Simplified Enhanced Recovery After Surgery Intraoperative Fluid Management.
Hilary Gallin, Marcus V Ortega, Rachel Sisodia, Jason H Wasfy, Jeffrey Ecker, Michael Dezube, Michael K Hidrue, Marcela G Del Carmen, Dan B Ellis
Author Information
Hilary Gallin: Department of Anesthesiology, Weill Cornell School of Medicine, New York-Presbyterian Hospital/Weill Cornell Medicine, New York, New York.
Marcus V Ortega: Division of Female Pelvic Medicine and Reconstructive Surgery, Department of Obstetrics and Gynecology, Massachusetts General Hospital, Boston, Massachusetts; Massachusetts General Physicians Organization, Massachusetts General Hospital, Boston, Massachusetts.
Rachel Sisodia: Division of Gynecology Oncology, Department of Obstetrics and Gynecology, Massachusetts General Hospital, Boston, Massachusetts.
Jason H Wasfy: Cardiology Division, Department of Medicine, Massachusetts General Hospital, Boston, Massachusetts.
Jeffrey Ecker: Division of Female Pelvic Medicine and Reconstructive Surgery, Department of Obstetrics and Gynecology, Massachusetts General Hospital, Boston, Massachusetts; Division of Maternal-Fetal Medicine, Department of Obstetrics and Gynecology, Massachusetts General Hospital, Boston, Massachusetts.
Michael Dezube: Department of Radiology, Massachusetts General Hospital, Boston, Massachusetts.
Michael K Hidrue: Massachusetts General Physicians Organization, Massachusetts General Hospital, Boston, Massachusetts.
Marcela G Del Carmen: Division of Female Pelvic Medicine and Reconstructive Surgery, Department of Obstetrics and Gynecology, Massachusetts General Hospital, Boston, Massachusetts; Massachusetts General Physicians Organization, Massachusetts General Hospital, Boston, Massachusetts.
Dan B Ellis: Department of Anesthesiology, Critical Care, and Pain Medicine, Massachusetts General Hospital, Boston, Massachusetts. Electronic address: dbellis@mgb.org.

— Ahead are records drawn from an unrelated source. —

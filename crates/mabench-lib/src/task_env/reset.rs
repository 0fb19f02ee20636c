use crate::{
    backend::StateStore,
    error::EnvError,
    task_env::environment::{Environment, Phase},
};
use mabench_types::{EnvInfo, EnvResetResponse, Task};
use tracing::info;

pub(crate) fn handle_reset<S: StateStore>(
    env: &mut Environment<S>,
    task: &Task,
) -> Result<EnvResetResponse, EnvError> {
    if env.phase != Phase::Created {
        return Err(EnvError::invalid_state(
            "reset may be called only once per environment",
        ));
    }
    if task.domain != env.domain {
        return Err(EnvError::DomainMismatch {
            expected: env.domain.clone(),
            found: task.domain.clone(),
        });
    }

    // 1. Load the seed. A failed load leaves the environment unusable but untouched.
    env.store.load(&task.initial_state)?;

    // 2. Fix the run metadata.
    let info = EnvInfo {
        task_id: task.id.clone(),
        domain: env.domain.clone(),
        user_id: task.user_id.clone(),
        max_turns: task.max_turns.unwrap_or(env.default_max_turns),
        tools: env.registry.names(),
    };
    info!(
        max_turns = info.max_turns,
        tools = info.tools.len(),
        "Environment reset"
    );

    env.info = Some(info.clone());
    env.phase = Phase::Running;

    let observation = format!(
        "You are serving a customer of the {} domain. Available operations: {}.",
        info.domain,
        info.tools.join(", ")
    );
    Ok(EnvResetResponse { observation, info })
}
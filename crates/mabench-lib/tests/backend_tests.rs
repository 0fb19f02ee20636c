//! Tests for the closed tool registry

use mabench_lib::backend::{ToolKind, ToolRegistry};
use mabench_lib::error::{DomainError, RegistryError, ToolError};
use mabench_types::Action;
use serde::Deserialize;
use serde_json::{json, Value};

#[derive(Debug, Default)]
struct Counter {
    value: i64,
}

#[derive(Deserialize)]
struct AddArgs {
    amount: i64,
}

fn counter_registry() -> ToolRegistry<Counter> {
    let mut registry = ToolRegistry::new();
    registry
        .register(
            "add",
            ToolKind::Write,
            "Add to the counter",
            |state: &mut Counter, args: AddArgs| {
                if args.amount < 0 {
                    return Err(DomainError::new("amount must be positive"));
                }
                state.value += args.amount;
                Ok(json!(state.value))
            },
        )
        .unwrap()
        .register(
            "get",
            ToolKind::Read,
            "Read the counter",
            |state: &mut Counter, _: Value| Ok(json!(state.value)),
        )
        .unwrap();
    registry
}

#[test]
fn test_duplicate_registration_is_rejected() {
    let mut registry = counter_registry();
    let err = registry
        .register("add", ToolKind::Write, "again", |_: &mut Counter, _: Value| {
            Ok(Value::Null)
        })
        .unwrap_err();
    assert_eq!(err, RegistryError::Duplicate("add".to_string()));
    assert_eq!(registry.len(), 2);
}

#[test]
fn test_empty_name_is_rejected() {
    let mut registry = counter_registry();
    let err = registry
        .register("  ", ToolKind::Read, "blank", |_: &mut Counter, _: Value| {
            Ok(Value::Null)
        })
        .unwrap_err();
    assert_eq!(err, RegistryError::EmptyName);
}

#[test]
fn test_invoke_applies_typed_handler() {
    let registry = counter_registry();
    let mut state = Counter::default();
    let output = registry
        .invoke(&mut state, &Action::new("add", json!({ "amount": 5 })))
        .unwrap();
    assert_eq!(output, json!(5));
    assert_eq!(state.value, 5);
}

#[test]
fn test_unknown_and_malformed_leave_state_untouched() {
    let registry = counter_registry();
    let mut state = Counter { value: 3 };

    let err = registry
        .invoke(&mut state, &Action::named("delete_universe"))
        .unwrap_err();
    assert_eq!(err, ToolError::Unknown("delete_universe".to_string()));

    let err = registry
        .invoke(&mut state, &Action::new("add", json!({ "amount": "lots" })))
        .unwrap_err();
    assert!(matches!(err, ToolError::InvalidArguments { ref name, .. } if name == "add"));
    assert_eq!(state.value, 3);
}

#[test]
fn test_domain_error_is_surfaced() {
    let registry = counter_registry();
    let mut state = Counter::default();
    let err = registry
        .invoke(&mut state, &Action::new("add", json!({ "amount": -1 })))
        .unwrap_err();
    assert_eq!(
        err,
        ToolError::Domain(DomainError::new("amount must be positive"))
    );
    assert_eq!(err.to_string(), "amount must be positive");
}

#[test]
fn test_read_only_names() {
    let registry = counter_registry();
    let reads = registry.read_only_names();
    assert!(reads.contains("get"));
    assert!(!reads.contains("add"));
    assert_eq!(registry.names(), vec!["add".to_string(), "get".to_string()]);
}
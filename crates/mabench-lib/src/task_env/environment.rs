use crate::{
    agent::UserTurn,
    backend::{StateStore, ToolRegistry},
    env::GymEnv,
    error::EnvError,
    task_env::{reset, step},
};
use mabench_types::{
    Action, EnvInfo, EnvResetResponse, EnvResponse, EnvRunResult, Message, ObservationSource,
    ResponseOutcome, Role, Task, TerminationReason, TrajectoryStep,
};
use std::sync::Arc;
use tracing::{debug, info, warn};

/// Lifecycle phase of an [`Environment`].
#[derive(Debug, Clone, Copy, PartialEq, Eq)]
pub enum Phase {
    Created,
    Running,
    Done(TerminationReason),
}

/// The environment of a single task run.
///
/// Owns its state store exclusively; the registry is shared read-only between
/// environments of the same domain.
pub struct Environment<S: StateStore> {
    pub(crate) domain: String,
    pub(crate) store: S,
    pub(crate) registry: Arc<ToolRegistry<S>>,
    /// Turn budget used when the task does not override it.
    pub(crate) default_max_turns: u32,
    pub(crate) phase: Phase,
    pub(crate) info: Option<EnvInfo>,
    pub(crate) turns: u32,
    pub(crate) trajectory: Vec<TrajectoryStep>,
    pub(crate) messages: Vec<Message>,
    pub(crate) response: ResponseOutcome,
    pub(crate) error: Option<String>,
}

impl<S: StateStore> Environment<S> {
    pub fn new(
        domain: impl Into<String>,
        store: S,
        registry: Arc<ToolRegistry<S>>,
        max_turns: u32,
    ) -> Self {
        Self {
            domain: domain.into(),
            store,
            registry,
            default_max_turns: max_turns,
            phase: Phase::Created,
            info: None,
            turns: 0,
            trajectory: Vec::new(),
            messages: Vec::new(),
            response: ResponseOutcome::Missing,
            error: None,
        }
    }

    pub fn domain(&self) -> &str {
        &self.domain
    }

    pub fn phase(&self) -> Phase {
        self.phase
    }

    pub fn is_done(&self) -> bool {
        matches!(self.phase, Phase::Done(_))
    }

    pub fn termination(&self) -> Option<TerminationReason> {
        match self.phase {
            Phase::Done(reason) => Some(reason),
            _ => None,
        }
    }

    /// Environment metadata; `None` before `reset`.
    pub fn info(&self) -> Option<&EnvInfo> {
        self.info.as_ref()
    }

    /// Agent turns taken so far.
    pub fn turns(&self) -> u32 {
        self.turns
    }

    pub fn trajectory(&self) -> &[TrajectoryStep] {
        &self.trajectory
    }

    pub fn messages(&self) -> &[Message] {
        &self.messages
    }

    pub fn registry(&self) -> &ToolRegistry<S> {
        &self.registry
    }

    /// Read access to the domain state, for inspection and tests.
    pub fn state(&self) -> &S {
        &self.store
    }

    /// Relay a free-form agent message to the user. Counts one agent turn.
    pub fn agent_message(&mut self, text: impl Into<String>) -> Result<EnvResponse, EnvError> {
        let info = self.ensure_running("agent_message")?;
        let text = text.into();
        self.turns += 1;
        debug!(turn = self.turns, "Agent message");
        self.messages.push(Message::new(Role::Agent, text.clone()));
        self.end_agent_turn();
        Ok(self.response(text, ObservationSource::Env, info))
    }

    /// Record the user simulator's turn.
    pub fn user_turn(&mut self, turn: UserTurn) -> Result<EnvResponse, EnvError> {
        let info = self.ensure_running("user_turn")?;
        match turn {
            UserTurn::Say(text) => {
                self.messages.push(Message::new(Role::User, text.clone()));
                Ok(self.response(text, ObservationSource::User, info))
            }
            UserTurn::Stop => {
                info!(turn = self.turns, "User ended the conversation");
                self.phase = Phase::Done(TerminationReason::UserStop);
                Ok(self.response(
                    "The user ended the conversation.".to_string(),
                    ObservationSource::Env,
                    info,
                ))
            }
        }
    }

    /// Record the agent's final answer and end the run. Counts one agent turn.
    pub fn finish(
        &mut self,
        text: impl Into<String>,
        outcome: ResponseOutcome,
    ) -> Result<EnvResponse, EnvError> {
        let info = self.ensure_running("finish")?;
        let text = text.into();
        self.turns += 1;
        if let ResponseOutcome::Failed(failure) = &outcome {
            warn!(turn = self.turns, %failure, "Final response did not parse");
        }
        self.messages.push(Message::new(Role::Agent, text.clone()));
        self.response = outcome;
        self.phase = Phase::Done(TerminationReason::AgentDone);
        info!(turn = self.turns, "Agent delivered its final response");
        Ok(self.response(text, ObservationSource::Env, info))
    }

    /// End the run from outside, e.g. on timeout or cancellation.
    ///
    /// A run that already ended keeps its original termination reason.
    pub fn abort(&mut self, reason: TerminationReason, error: Option<String>) {
        if let Phase::Done(existing) = self.phase {
            debug!(%existing, requested = %reason, "Abort ignored: run already ended");
            return;
        }
        warn!(%reason, error = error.as_deref().unwrap_or(""), "Run aborted");
        self.phase = Phase::Done(reason);
        self.error = error;
    }

    /// Summary of the finished run. The reward stays 0.0 until it is scored.
    pub fn run_result(&self) -> Result<EnvRunResult, EnvError> {
        let Phase::Done(termination) = self.phase else {
            return Err(EnvError::invalid_state(
                "run_result requested before the run ended",
            ));
        };
        Ok(self.build_run_result(termination))
    }

    /// Tear the environment down and return its run summary. A run that has
    /// not reached a terminal condition ends as `invalid_state`.
    pub fn into_run_result(mut self) -> EnvRunResult {
        if !self.is_done() {
            self.abort(
                TerminationReason::InvalidState,
                Some("run ended without a terminal condition".to_string()),
            );
        }
        let termination = self.termination().unwrap_or(TerminationReason::InvalidState);
        self.build_run_result(termination)
    }

    fn build_run_result(&self, termination: TerminationReason) -> EnvRunResult {
        EnvRunResult {
            task_id: self
                .info
                .as_ref()
                .map(|info| info.task_id.clone())
                .unwrap_or_default(),
            reward: 0.0,
            trajectory: self.trajectory.clone(),
            messages: self.messages.clone(),
            response: self.response.clone(),
            termination,
            error: self.error.clone(),
            turns: self.turns,
        }
    }

    /// Fail unless the run is in progress; returns the current metadata.
    pub(crate) fn ensure_running(&self, operation: &str) -> Result<EnvInfo, EnvError> {
        match (&self.phase, &self.info) {
            (Phase::Running, Some(info)) => Ok(info.clone()),
            (Phase::Done(reason), _) => Err(EnvError::invalid_state(format!(
                "{operation} called after the run ended ({reason})"
            ))),
            _ => Err(EnvError::invalid_state(format!(
                "{operation} called before reset"
            ))),
        }
    }

    /// Apply the turn budget after an agent turn.
    pub(crate) fn end_agent_turn(&mut self) {
        let budget = self.info.as_ref().map(|info| info.max_turns);
        if let (Phase::Running, Some(budget)) = (self.phase, budget) {
            if self.turns >= budget {
                info!(turns = self.turns, "Turn budget exhausted");
                self.phase = Phase::Done(TerminationReason::MaxTurns);
            }
        }
    }

    pub(crate) fn response(
        &self,
        observation: String,
        source: ObservationSource,
        info: EnvInfo,
    ) -> EnvResponse {
        EnvResponse {
            observation,
            source,
            done: self.is_done(),
            info,
        }
    }
}

impl<S: StateStore> GymEnv for Environment<S> {
    type Action = Action;
    type Task = Task;

    #[tracing::instrument(skip_all, name = "env.reset", fields(task_id = %task.id))]
    fn reset(&mut self, task: &Task) -> Result<EnvResetResponse, EnvError> {
        reset::handle_reset(self, task)
    }

    #[tracing::instrument(skip_all, name = "env.step", fields(action = %action.name))]
    fn step(&mut self, action: Action) -> Result<EnvResponse, EnvError> {
        step::handle_step(self, action)
    }

    fn render(&self) {
        debug!("--- Environment State ---");
        debug!(phase = ?self.phase, turns = self.turns, "Lifecycle");
        for step in &self.trajectory {
            debug!(turn = step.turn, action = %step.action, outcome = ?step.outcome, "Trajectory");
        }
        debug!(state = %self.store.snapshot(), "Domain state");
        debug!("-------------------------");
    }

    fn close(&mut self) -> Result<(), EnvError> {
        if self.phase == Phase::Running {
            self.abort(
                TerminationReason::Cancelled,
                Some("environment closed while the run was in progress".to_string()),
            );
        }
        info!("Environment closed.");
        Ok(())
    }
}
//! Tests for the structured response parser

use mabench_lib::parsing::ResponseParser;
use mabench_types::{
    FieldKind, FieldSpec, ParseFailureKind, ResponseSchema, StructuredResponse,
};
use rstest::rstest;
use serde_json::json;

fn booking_schema() -> ResponseSchema {
    ResponseSchema {
        fields: vec![
            FieldSpec {
                name: "status".to_string(),
                kind: FieldKind::String,
                required: true,
            },
            FieldSpec {
                name: "total".to_string(),
                kind: FieldKind::Number,
                required: true,
            },
            FieldSpec {
                name: "note".to_string(),
                kind: FieldKind::String,
                required: false,
            },
        ],
    }
}

#[test]
fn test_round_trip_through_delimiters() {
    let parser = ResponseParser::new(booking_schema());
    let original = StructuredResponse::from_value(json!({
        "status": "confirmed",
        "total": 335.5,
        "booking": { "id": "BK0003", "bags": [1, 2] }
    }))
    .unwrap();

    let text = format!("All set! {}\nHave a nice flight.", original.to_message());
    assert_eq!(parser.parse(&text).unwrap(), original);
}

#[rstest]
#[case::fenced("Here you go:\n```json\n{\"status\": \"confirmed\", \"total\": 300}\n```\n")]
#[case::bare("  {\"status\": \"confirmed\", \"total\": 300}  ")]
#[case::delimited("<final_response> {\"status\": \"confirmed\", \"total\": 300} </final_response>")]
fn test_extraction_strategies(#[case] text: &str) {
    let parser = ResponseParser::new(booking_schema());
    let response = parser.parse(text).unwrap();
    assert_eq!(response.get("status"), Some(&json!("confirmed")));
    // Integers are valid numbers
    assert_eq!(response.get("total"), Some(&json!(300)));
}

#[rstest]
#[case::no_payload("Your flight is booked.", ParseFailureKind::NoPayload)]
#[case::invalid_json("<final_response>{status: confirmed}</final_response>", ParseFailureKind::InvalidJson)]
#[case::not_an_object("<final_response>[1, 2]</final_response>", ParseFailureKind::NotAnObject)]
#[case::partial("{\"status\": \"confirmed\"}", ParseFailureKind::MissingField)]
#[case::wrong_type("{\"status\": \"confirmed\", \"total\": \"300\"}", ParseFailureKind::WrongType)]
#[case::optional_wrong_type(
    "{\"status\": \"confirmed\", \"total\": 1, \"note\": 5}",
    ParseFailureKind::WrongType
)]
#[case::unterminated("<final_response>{\"status\": \"confirmed\"", ParseFailureKind::NoPayload)]
fn test_failures_are_typed(#[case] text: &str, #[case] kind: ParseFailureKind) {
    let parser = ResponseParser::new(booking_schema());
    let failure = parser.parse(text).unwrap_err();
    assert_eq!(failure.kind, kind, "reason: {}", failure.reason);
    assert!(!failure.reason.is_empty());
}

#[test]
fn test_extra_fields_are_kept() {
    let parser = ResponseParser::new(ResponseSchema::default());
    let response = parser
        .parse("{\"status\": \"confirmed\", \"seat\": \"12A\"}")
        .unwrap();
    assert_eq!(response.fields.len(), 2);
}

#[test]
fn test_delimited_takes_precedence_over_fenced() {
    let parser = ResponseParser::new(ResponseSchema::default());
    let text = "```json\n{\"source\": \"fenced\"}\n```\n<final_response>{\"source\": \"tag\"}</final_response>";
    let response = parser.parse(text).unwrap();
    assert_eq!(response.get("source"), Some(&json!("tag")));
}
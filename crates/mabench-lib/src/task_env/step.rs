use crate::{
    backend::{StateStore, ToolKind},
    error::{EnvError, ToolError},
    task_env::environment::{Environment, Phase},
};
use mabench_types::{
    Action, EnvResponse, Message, ObservationSource, Role, StepOutcome, TerminationReason,
    TrajectoryStep,
};
use serde_json::Value;
use tracing::{error, info, warn};

pub(crate) fn handle_step<S: StateStore>(
    env: &mut Environment<S>,
    action: Action,
) -> Result<EnvResponse, EnvError> {
    // Misuse of the lifecycle is rejected before anything is recorded.
    let info = env.ensure_running("step")?;
    env.turns += 1;
    let turn = env.turns;

    // 1. Registry lookup. Unknown names never reach the store.
    let Some(kind) = env.registry.spec(&action.name).map(|spec| spec.kind) else {
        let err = EnvError::UnknownAction(action.name.clone());
        return Err(reject(env, action, turn, err));
    };

    // 2. Decode and apply.
    let result = env.registry.invoke(&mut env.store, &action);
    let observation = match result {
        Ok(output) => {
            info!(turn, action = %action.name, "Action applied");
            let observation = render_output(&output);
            env.trajectory.push(TrajectoryStep {
                action,
                outcome: StepOutcome::Applied { output },
                mutating: kind.is_mutating(),
                turn,
            });
            if kind == ToolKind::Terminal {
                env.phase = Phase::Done(TerminationReason::TerminalAction);
            }
            observation
        }
        Err(ToolError::Domain(domain)) => {
            warn!(turn, action = %action.name, error = %domain, "Action failed");
            env.trajectory.push(TrajectoryStep {
                action,
                outcome: StepOutcome::Failed {
                    error: domain.to_string(),
                },
                mutating: false,
                turn,
            });
            format!("Error: {domain}")
        }
        Err(ToolError::InvalidArguments { name, reason }) => {
            let err = EnvError::MalformedAction { name, reason };
            return Err(reject(env, action, turn, err));
        }
        Err(ToolError::Unknown(name)) => {
            return Err(reject(env, action, turn, EnvError::UnknownAction(name)));
        }
    };

    env.messages.push(Message::new(Role::Tool, observation.clone()));
    env.end_agent_turn();
    Ok(env.response(observation, ObservationSource::Tool, info))
}

/// Record an action that never reached the store and end the run with the
/// error's termination reason.
fn reject<S: StateStore>(
    env: &mut Environment<S>,
    action: Action,
    turn: u32,
    err: EnvError,
) -> EnvError {
    let reason = err.termination_reason();
    error!(turn, action = %action.name, %reason, "Action rejected: {err}");
    env.trajectory.push(TrajectoryStep {
        action,
        outcome: StepOutcome::Rejected {
            error: err.to_string(),
        },
        mutating: false,
        turn,
    });
    env.phase = Phase::Done(reason);
    env.error = Some(err.to_string());
    err
}

/// Tool output as the text the agent sees.
fn render_output(output: &Value) -> String {
    match output {
        Value::String(text) => text.clone(),
        other => other.to_string(),
    }
}
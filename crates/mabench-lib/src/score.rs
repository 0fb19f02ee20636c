use crate::backend::{StateStore, ToolRegistry};
use mabench_types::{
    Action, ActionMatch, ConflictPolicy, EnvRunResult, FieldCheck, ResponseOutcome,
    RewardActionInfo, RewardCombination, RewardOutputInfo, RewardPolicy, RewardResult, StepOutcome,
    StructuredResponse, Task, TrajectoryStep,
};
use serde_json::Value;
use std::collections::{BTreeSet, HashMap};
use tracing::{debug, info};

/// Deterministic scorer of completed runs.
///
/// The only state is the set of read-only operation names of the domain,
/// used to drop queries from the comparison when a task asks for it.
/// `compute` is a pure function of its inputs: scoring the same triple twice
/// yields identical results.
#[derive(Debug, Clone, Default)]
pub struct RewardEngine {
    read_only: BTreeSet<String>,
}

impl RewardEngine {
    pub fn new(read_only: BTreeSet<String>) -> Self {
        Self { read_only }
    }

    /// An engine that knows which operations of `registry` are read-only.
    pub fn for_registry<S: StateStore>(registry: &ToolRegistry<S>) -> Self {
        Self::new(registry.read_only_names())
    }

    /// Score a finished run, voiding the reward when it ended fatally.
    pub fn score_run(&self, task: &Task, run: &EnvRunResult) -> RewardResult {
        let result = self.compute(task, &run.trajectory, &run.response);
        if run.termination.is_fatal() {
            info!(
                task_id = %task.id,
                termination = %run.termination,
                "Reward voided by fatal termination"
            );
            return result.void(run.termination);
        }
        result
    }

    /// Calculates the reward of a trajectory and final response against the
    /// task's ground truth.
    ///
    /// 1. The action score compares the successfully applied actions with the
    ///    ground truth under the task's [`ActionMatch`] and [`ConflictPolicy`].
    /// 2. The output score compares the parsed final response field by field
    ///    with the expected output, if the task has one.
    /// 3. The two are combined as the task's [`RewardCombination`] states.
    pub fn compute(
        &self,
        task: &Task,
        trajectory: &[TrajectoryStep],
        response: &ResponseOutcome,
    ) -> RewardResult {
        let actions = self.score_actions(task, trajectory);
        let output = score_output(task.expected_output.as_ref(), response);

        let reward = match task.policy.combination {
            RewardCombination::StrictAnd => {
                if actions.passed && output.passed {
                    1.0
                } else {
                    0.0
                }
            }
            RewardCombination::Weighted {
                action_weight,
                output_weight,
            } => {
                let total = action_weight + output_weight;
                if total > 0.0 {
                    ((action_weight * actions.score + output_weight * output.score) / total)
                        .clamp(0.0, 1.0)
                } else {
                    0.0
                }
            }
        };

        debug!(
            task_id = %task.id,
            action_score = actions.score,
            output_score = output.score,
            reward,
            "Computed reward"
        );

        RewardResult {
            reward,
            actions,
            output,
            voided_by: None,
        }
    }

    fn considered(&self, task: &Task, action: &Action) -> bool {
        !(task.policy.ignore_reads && self.read_only.contains(&action.name))
    }

    fn score_actions(&self, task: &Task, trajectory: &[TrajectoryStep]) -> RewardActionInfo {
        let ground_truth: Vec<&Action> = task
            .actions
            .iter()
            .filter(|action| self.considered(task, action))
            .collect();
        let observed: Vec<&TrajectoryStep> = trajectory
            .iter()
            .filter(|step| matches!(step.outcome, StepOutcome::Applied { .. }))
            .filter(|step| self.considered(task, &step.action))
            .collect();

        // Multiset matching: each ground-truth action is consumed at most once.
        let mut remaining: HashMap<&Action, usize> = HashMap::new();
        for action in &ground_truth {
            *remaining.entry(*action).or_default() += 1;
        }
        let mut matched = Vec::new();
        let mut extraneous: Vec<&TrajectoryStep> = Vec::new();
        for step in observed.iter().copied() {
            match remaining.get_mut(&step.action) {
                Some(count) if *count > 0 => {
                    *count -= 1;
                    matched.push(step.action.clone());
                }
                _ => extraneous.push(step),
            }
        }
        let mut missing = Vec::new();
        let mut unmatched = remaining;
        for action in &ground_truth {
            if let Some(count) = unmatched.get_mut(*action) {
                if *count > 0 {
                    *count -= 1;
                    missing.push((*action).clone());
                }
            }
        }

        let policy = task.policy.action_match;
        let (conflicts, score, passed) = match policy {
            ActionMatch::ExactSequence => {
                let passed = observed.len() == ground_truth.len()
                    && observed
                        .iter()
                        .zip(&ground_truth)
                        .all(|(step, expected)| step.action == **expected);
                (Vec::new(), if passed { 1.0 } else { 0.0 }, passed)
            }
            ActionMatch::Containment => {
                let conflicts: Vec<Action> = extraneous
                    .iter()
                    .filter(|step| step.mutating)
                    .filter(|step| {
                        conflicts_with(&task.policy, &step.action, &ground_truth)
                    })
                    .map(|step| step.action.clone())
                    .collect();
                let score = if !conflicts.is_empty() {
                    0.0
                } else if ground_truth.is_empty() {
                    1.0
                } else {
                    matched.len() as f64 / ground_truth.len() as f64
                };
                let passed = missing.is_empty() && conflicts.is_empty();
                (conflicts, score, passed)
            }
        };

        RewardActionInfo {
            policy,
            matched,
            missing,
            extraneous: extraneous.iter().map(|step| step.action.clone()).collect(),
            conflicts,
            score,
            passed,
        }
    }
}

/// Whether an extraneous write conflicts with the ground truth.
fn conflicts_with(policy: &RewardPolicy, action: &Action, ground_truth: &[&Action]) -> bool {
    match policy.conflict {
        ConflictPolicy::Ignore => false,
        ConflictPolicy::AnyWrite => true,
        ConflictPolicy::SharedResource => {
            let touched: BTreeSet<(&str, String)> =
                ground_truth.iter().flat_map(|a| resources(policy, a)).collect();
            resources(policy, action).any(|resource| touched.contains(&resource))
        }
    }
}

/// Resource identifiers an action refers to, named by the policy's resource keys.
fn resources<'a>(
    policy: &'a RewardPolicy,
    action: &'a Action,
) -> impl Iterator<Item = (&'a str, String)> + 'a {
    action
        .arguments
        .iter()
        .filter(move |(key, _)| policy.is_resource_key(key))
        .map(|(key, value)| (key.as_str(), resource_key(value)))
}

fn resource_key(value: &Value) -> String {
    match value {
        Value::String(s) => s.trim().to_uppercase(),
        Value::Number(n) if n.as_f64() == Some(0.0) => "0".to_string(),
        other => other.to_string(),
    }
}

fn score_output(
    expected: Option<&StructuredResponse>,
    response: &ResponseOutcome,
) -> RewardOutputInfo {
    let Some(expected) = expected else {
        return RewardOutputInfo {
            expected: false,
            parse_error: None,
            fields: Vec::new(),
            score: 1.0,
            passed: true,
        };
    };

    let (actual, parse_error) = match response {
        ResponseOutcome::Parsed(actual) => (Some(actual), None),
        ResponseOutcome::Failed(failure) => (None, Some(failure.to_string())),
        ResponseOutcome::Missing => (None, Some("no final response was given".to_string())),
    };

    let fields: Vec<FieldCheck> = expected
        .fields
        .iter()
        .map(|(name, expected_value)| {
            let actual_value = actual.and_then(|a| a.get(name)).cloned();
            let matched = actual_value
                .as_ref()
                .is_some_and(|value| values_match(expected_value, value));
            FieldCheck {
                name: name.clone(),
                expected: expected_value.clone(),
                actual: actual_value,
                matched,
            }
        })
        .collect();

    let hits = fields.iter().filter(|f| f.matched).count();
    let score = if actual.is_none() {
        0.0
    } else if fields.is_empty() {
        1.0
    } else {
        hits as f64 / fields.len() as f64
    };

    RewardOutputInfo {
        expected: true,
        passed: actual.is_some() && hits == fields.len(),
        parse_error,
        fields,
        score,
    }
}

/// Strings compare trimmed and case-insensitively, numbers numerically,
/// everything else structurally.
fn values_match(expected: &Value, actual: &Value) -> bool {
    match (expected, actual) {
        (Value::String(e), Value::String(a)) => e.trim().to_lowercase() == a.trim().to_lowercase(),
        (Value::Number(e), Value::Number(a)) => match (e.as_f64(), a.as_f64()) {
            (Some(e), Some(a)) => e == a,
            _ => e == a,
        },
        _ => expected == actual,
    }
}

INTRODUCTION: This study evaluates the efficacy of a simplified intraoperative fluid administration metric within enhanced recovery after surgery (ERAS) pathways. The objective is to optimize fluid management to improve postoperative outcomes, specifically kidney function. METHODS: A retrospective evaluation was conducted at Massachusetts General Hospital on adult patients who underwent open hysterectomy, colectomy, and gastrectomy as part of ERAS pathways. The proposed fluid metric, set at 500 mL/h, was assessed against traditional methods of fluid administration. Data on serum creatinine (Cr) changes as defined as the difference between the baseline value and the maximum value within 1 week of surgery were collected, and compliance with the metric was monitored. Analysis involved Wilcoxon rank-sum test, Kruskal-Wallis test, and quantile regression. RESULTS: The study included 1028 patients. Regression analysis indicated that compared to patients who received the optimal fluid quantity, those receiving below the optimal range showed an absolute increase in median Cr levels of 0.03 mg/dl (95% confidence interval = -0.005, 0.05) while those who received above the optimal range demonstrated an absolute increase in median Cr level of 0.01 (95% confidence interval = -0.03, 0.05). CONCLUSIONS: The new fluid metric demonstrated a balanced approach to fluid administration, reducing the risk of overhydration while maintaining sufficient hydration. Additionally, implementing a simplified fluid metric of 500 mL/h in ERAS pathways is effective in improving postoperative kidney function. This approach facilitates adherence to fluid guidelines and can be applied across various healthcare settings. This metric serves as a practical, evidence-based pathway for fluid administration for most patients undergoing most ERAS procedures.